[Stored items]

####################

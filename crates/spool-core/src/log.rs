//! The shared append-only log.
//!
//! Every session appends its decoded lines here; the analyzer and the
//! at-close artifact flush read from here. This is the single point of
//! synchronization in the whole system: session buffers and analyzer state
//! are task-local, so the mutex below is the only cross-task lock.
//!
//! # Ordering invariants
//!
//! - The global sequence is append-only: entries are never removed or
//!   reordered, and sequence indices are strictly increasing.
//! - Each stream's subsequence preserves that stream's arrival order.
//! - Concurrent appends from different streams interleave but can corrupt
//!   neither the global order nor any per-stream order.

use std::collections::{BTreeMap, HashMap};
use std::sync::{Mutex, MutexGuard, PoisonError};

use tracing::trace;

use crate::stream::StreamId;

// ============================================================================
// Entry
// ============================================================================

/// One immutable record in the shared log.
///
/// Created only by [`SharedLog::append`]; never mutated or removed.
#[derive(Debug, Clone, PartialEq, Eq)]
pub struct Entry {
    /// Global sequence index, strictly increasing, process-unique.
    pub seq: u64,

    /// The stream this line arrived on.
    pub stream: StreamId,

    /// The line text, delimiter stripped.
    pub text: String,
}

// ============================================================================
// SharedLog
// ============================================================================

/// Interior state guarded by the log's mutex.
///
/// `by_stream` holds positions into `entries` rather than copies, so append
/// is amortized O(1) and `entries_for` walks only that stream's positions
/// instead of scanning the whole log.
#[derive(Debug, Default)]
struct LogInner {
    entries: Vec<Entry>,
    by_stream: HashMap<StreamId, Vec<usize>>,
}

/// Concurrent append-only store of all lines across all streams.
///
/// Constructed once at startup and shared via `Arc` with every session task
/// and the analyzer - there is no ambient global instance.
///
/// A single mutex guards both the append path and every read path, so
/// appends are linearizable: any reader that starts after an append
/// completes observes that entry. Lock hold times are short (one push plus
/// one index update, or one copy-out), so contention stays bounded.
#[derive(Debug, Default)]
pub struct SharedLog {
    inner: Mutex<LogInner>,
}

impl SharedLog {
    /// Creates an empty log.
    pub fn new() -> Self {
        Self::default()
    }

    /// Locks the interior state, absorbing poisoning.
    ///
    /// No invariant spans a panic point inside the critical sections below
    /// (each mutation is a push followed by an index push), so a poisoned
    /// lock still holds structurally valid state and we continue with it.
    fn lock(&self) -> MutexGuard<'_, LogInner> {
        self.inner.lock().unwrap_or_else(PoisonError::into_inner)
    }

    /// Appends one line under the given stream and returns its sequence index.
    ///
    /// Safe to call from any number of tasks concurrently. Text is accepted
    /// verbatim, including the empty string.
    pub fn append(&self, stream: StreamId, text: impl Into<String>) -> u64 {
        let text = text.into();
        let mut inner = self.lock();

        let pos = inner.entries.len();
        let seq = pos as u64;

        inner.entries.push(Entry { seq, stream, text });
        inner.by_stream.entry(stream).or_default().push(pos);

        trace!(%stream, seq, "line appended");
        seq
    }

    /// Returns the lines appended under `stream`, in arrival order.
    ///
    /// A call may miss entries appended strictly after it begins, but never
    /// omits an entry appended before it, and never reorders or duplicates.
    /// Unknown streams yield an empty vector.
    pub fn entries_for(&self, stream: StreamId) -> Vec<String> {
        let inner = self.lock();
        match inner.by_stream.get(&stream) {
            Some(positions) => positions
                .iter()
                .map(|&pos| inner.entries[pos].text.clone())
                .collect(),
            None => Vec::new(),
        }
    }

    /// Returns a point-in-time view of every stream's lines.
    ///
    /// Taken under the same exclusion region as `append`, so no per-stream
    /// sequence is ever observed partially constructed.
    pub fn snapshot_all(&self) -> BTreeMap<StreamId, Vec<String>> {
        let inner = self.lock();
        inner
            .by_stream
            .iter()
            .map(|(&stream, positions)| {
                let lines = positions
                    .iter()
                    .map(|&pos| inner.entries[pos].text.clone())
                    .collect();
                (stream, lines)
            })
            .collect()
    }

    /// Total number of entries across all streams.
    pub fn len(&self) -> usize {
        self.lock().entries.len()
    }

    /// True if no line has been appended yet.
    pub fn is_empty(&self) -> bool {
        self.len() == 0
    }
}

#[cfg(test)]
mod tests {
    use std::sync::Arc;
    use std::thread;

    use super::*;

    #[test]
    fn test_append_assigns_increasing_seq() {
        let log = SharedLog::new();
        let a = log.append(StreamId::new(1), "first");
        let b = log.append(StreamId::new(2), "second");
        let c = log.append(StreamId::new(1), "third");
        assert_eq!((a, b, c), (0, 1, 2));
        assert_eq!(log.len(), 3);
    }

    #[test]
    fn test_entries_for_preserves_arrival_order() {
        let log = SharedLog::new();
        let id = StreamId::new(1);
        for line in ["one", "two", "three"] {
            log.append(id, line);
        }
        assert_eq!(log.entries_for(id), vec!["one", "two", "three"]);
    }

    #[test]
    fn test_entries_for_unknown_stream_is_empty() {
        let log = SharedLog::new();
        log.append(StreamId::new(1), "line");
        assert!(log.entries_for(StreamId::new(99)).is_empty());
    }

    #[test]
    fn test_streams_are_isolated() {
        let log = SharedLog::new();
        let a = StreamId::new(1);
        let b = StreamId::new(2);
        log.append(a, "a1");
        log.append(b, "b1");
        log.append(a, "a2");
        log.append(b, "b2");

        assert_eq!(log.entries_for(a), vec!["a1", "a2"]);
        assert_eq!(log.entries_for(b), vec!["b1", "b2"]);
    }

    #[test]
    fn test_empty_text_accepted() {
        let log = SharedLog::new();
        let id = StreamId::new(1);
        log.append(id, "");
        log.append(id, "after");
        assert_eq!(log.entries_for(id), vec!["", "after"]);
    }

    #[test]
    fn test_snapshot_all_groups_by_stream() {
        let log = SharedLog::new();
        log.append(StreamId::new(2), "two");
        log.append(StreamId::new(1), "one");

        let snapshot = log.snapshot_all();
        assert_eq!(snapshot.len(), 2);
        assert_eq!(snapshot[&StreamId::new(1)], vec!["one"]);
        assert_eq!(snapshot[&StreamId::new(2)], vec!["two"]);

        // BTreeMap iteration is ordered by stream id.
        let ids: Vec<_> = snapshot.keys().copied().collect();
        assert_eq!(ids, vec![StreamId::new(1), StreamId::new(2)]);
    }

    #[test]
    fn test_concurrent_appends_lose_nothing() {
        const WRITERS: u64 = 8;
        const LINES_PER_WRITER: u64 = 500;

        let log = Arc::new(SharedLog::new());

        let handles: Vec<_> = (1..=WRITERS)
            .map(|w| {
                let log = Arc::clone(&log);
                thread::spawn(move || {
                    let id = StreamId::new(w);
                    for n in 0..LINES_PER_WRITER {
                        log.append(id, format!("writer-{w}-line-{n}"));
                    }
                })
            })
            .collect();

        for handle in handles {
            handle.join().expect("writer thread panicked");
        }

        assert_eq!(log.len() as u64, WRITERS * LINES_PER_WRITER);

        // Each writer's subsequence must match its submitted order exactly.
        for w in 1..=WRITERS {
            let lines = log.entries_for(StreamId::new(w));
            assert_eq!(lines.len() as u64, LINES_PER_WRITER);
            for (n, line) in lines.iter().enumerate() {
                assert_eq!(line, &format!("writer-{w}-line-{n}"));
            }
        }

        // The flattened snapshot agrees with the global count.
        let total: usize = log.snapshot_all().values().map(Vec::len).sum();
        assert_eq!(total as u64, WRITERS * LINES_PER_WRITER);
    }

    #[tokio::test(flavor = "multi_thread")]
    async fn test_concurrent_appends_from_tasks() {
        const TASKS: u64 = 4;
        const LINES_PER_TASK: u64 = 200;

        let log = Arc::new(SharedLog::new());

        let mut handles = Vec::new();
        for t in 1..=TASKS {
            let log = Arc::clone(&log);
            handles.push(tokio::spawn(async move {
                let id = StreamId::new(t);
                for n in 0..LINES_PER_TASK {
                    log.append(id, format!("{n}"));
                    if n % 50 == 0 {
                        tokio::task::yield_now().await;
                    }
                }
            }));
        }

        for handle in handles {
            handle.await.expect("task panicked");
        }

        assert_eq!(log.len() as u64, TASKS * LINES_PER_TASK);
        for t in 1..=TASKS {
            let lines = log.entries_for(StreamId::new(t));
            let expected: Vec<String> = (0..LINES_PER_TASK).map(|n| n.to_string()).collect();
            assert_eq!(lines, expected);
        }
    }
}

####################

*TASK STATEMENT:* Copy out every line from the data above that has "LogInner" in it.

*TASK RESULT:*
struct LogInner {
    inner: Mutex<LogInner>,
    fn lock(&self) -> MutexGuard<'_, LogInner> {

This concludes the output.